What is being asked: Look through the material and copy each line holding "loaded".

--- Data under study Enclosed Below ---

// Copyright (C) 2026 Fred Clausen
// Use of this source code is governed by an MIT-style
// license that can be found in the LICENSE file or at
// https://opensource.org/licenses/MIT.

//! API request and response data transfer objects.

use aircare_domain::{FreeRange, Job, JobStatus, Promotion, QuoteBreakdown, RawValue, TimeSlot};
use serde::{Deserialize, Serialize};

/// API request to price an installation.
///
/// This DTO is distinct from domain types and represents the API contract.
/// Numeric fields accept numbers, numeric strings or nothing. Selector fields
/// are plain strings and are validated before the quote is calculated.
#[derive(Debug, Clone, PartialEq, Default, Serialize, Deserialize)]
#[serde(default)]
pub struct QuoteRequest {
    /// Number of identical units.
    pub machine_count: RawValue,
    /// Unit type label.
    pub ac_type: String,
    /// Cooling capacity in BTU.
    pub btu: RawValue,
    /// Refrigerant line length, meters.
    pub len_ref: RawValue,
    /// Power cable length, meters.
    pub len_power: RawValue,
    /// Drain pipe length, meters.
    pub len_drain: RawValue,
    /// Trunking cover length, meters.
    pub len_trunk: RawValue,
    /// Wall chasing, meters.
    pub wall_chase_m: RawValue,
    /// Ceiling routing, meters.
    pub ceiling_run_m: RawValue,
    /// Thick insulation upgrade, meters.
    pub thick_insulation_m: RawValue,
    /// Miscellaneous fittings, pieces.
    pub misc_parts: RawValue,
    /// Cable tray, meters.
    pub wire_tray_m: RawValue,
    /// PVC conduit, meters.
    pub pvc_m: RawValue,
    /// Scaffold tier (`none`, `up_to_4m`, `up_to_6m`).
    pub scaffold: Option<String>,
    /// Grille size (`none`, `small`, `large`).
    pub grille: Option<String>,
    /// Siphon pump (`none`, `install`).
    pub siphon_pump: Option<String>,
    /// Promotion to apply to the grand total.
    pub promotion: Option<Promotion>,
}

/// API response for a priced installation.
#[derive(Debug, Clone, PartialEq, Serialize, Deserialize)]
pub struct QuoteResponse {
    /// The full price breakdown.
    pub breakdown: QuoteBreakdown,
    /// The plain-text quotation.
    pub text: String,
    /// Title of the applied promotion, if any.
    pub promotion_title: Option<String>,
    /// Promotion discount on the grand total, in baht.
    pub discount: i64,
    /// Grand total after the discount, in baht.
    pub net_total: i64,
}

/// API request to merge a day's slots into free ranges.
#[derive(Debug, Clone, PartialEq, Eq, Serialize, Deserialize)]
pub struct MergeRangesRequest {
    /// Time-ordered slots of one day.
    pub slots: Vec<TimeSlot>,
}

/// API response with merged free ranges.
#[derive(Debug, Clone, PartialEq, Eq, Serialize, Deserialize)]
pub struct MergeRangesResponse {
    /// Maximal runs of consecutive available slots.
    pub ranges: Vec<FreeRange>,
}

/// API request to pre-load the booking calendar.
#[derive(Debug, Clone, PartialEq, Eq, Serialize, Deserialize)]
pub struct CalendarRequest {
    /// First day of the window (`YYYY-MM-DD`).
    pub from: String,
    /// Number of days to load.
    pub days: u16,
}

/// One day of the booking calendar.
#[derive(Debug, Clone, PartialEq, Eq, Serialize, Deserialize)]
pub struct CalendarDayInfo {
    /// The day (`YYYY-MM-DD`).
    pub date: String,
    /// Merged free ranges.
    pub ranges: Vec<FreeRange>,
    /// Number of slots reported for the day.
    pub slot_count: usize,
    /// Number of slots with at least one free technician.
    pub available_slot_count: usize,
    /// Whether the day could not be loaded.
    pub failed: bool,
}

/// API response for a pre-loaded calendar.
#[derive(Debug, Clone, PartialEq, Eq, Serialize, Deserialize)]
pub struct CalendarResponse {
    /// First day of the window (`YYYY-MM-DD`).
    pub from: String,
    /// Days in calendar order.
    pub days: Vec<CalendarDayInfo>,
    /// Number of days that failed to load.
    pub failed_days: usize,
}

/// Count of jobs in one status.
#[derive(Debug, Clone, PartialEq, Eq, Serialize, Deserialize)]
pub struct StatusCount {
    /// The status.
    pub status: JobStatus,
    /// Number of jobs in it.
    pub count: usize,
}

/// API response with dashboard aggregates.
#[derive(Debug, Clone, PartialEq, Eq, Serialize, Deserialize)]
pub struct DashboardSummaryResponse {
    /// Total number of jobs.
    pub total_jobs: usize,
    /// Jobs that still need work.
    pub open_jobs: usize,
    /// Open jobs with no technician assigned, oldest appointment first.
    pub unassigned: Vec<QueueEntry>,
    /// Per-status counts, only for statuses that occur.
    pub by_status: Vec<StatusCount>,
    /// Number of active technicians.
    pub active_technicians: usize,
}

/// A job waiting for dispatch, as listed on the dashboard.
#[derive(Debug, Clone, PartialEq, Eq, Serialize, Deserialize)]
pub struct QueueEntry {
    /// The job identifier.
    pub job_id: i64,
    /// The booking code.
    pub booking_code: String,
    /// The job status.
    pub status: JobStatus,
    /// Appointment date and time as reported.
    pub appointment_datetime: Option<String>,
}

impl From<&Job> for QueueEntry {
    fn from(job: &Job) -> Self {
        Self {
            job_id: job.job_id,
            booking_code: job.booking_code.clone(),
            status: job.status,
            appointment_datetime: job.appointment_datetime.clone(),
        }
    }
}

--- End of Enclosed Data under study ---

Problem solution:
    /// Whether the day could not be loaded.
/// API response for a pre-loaded calendar.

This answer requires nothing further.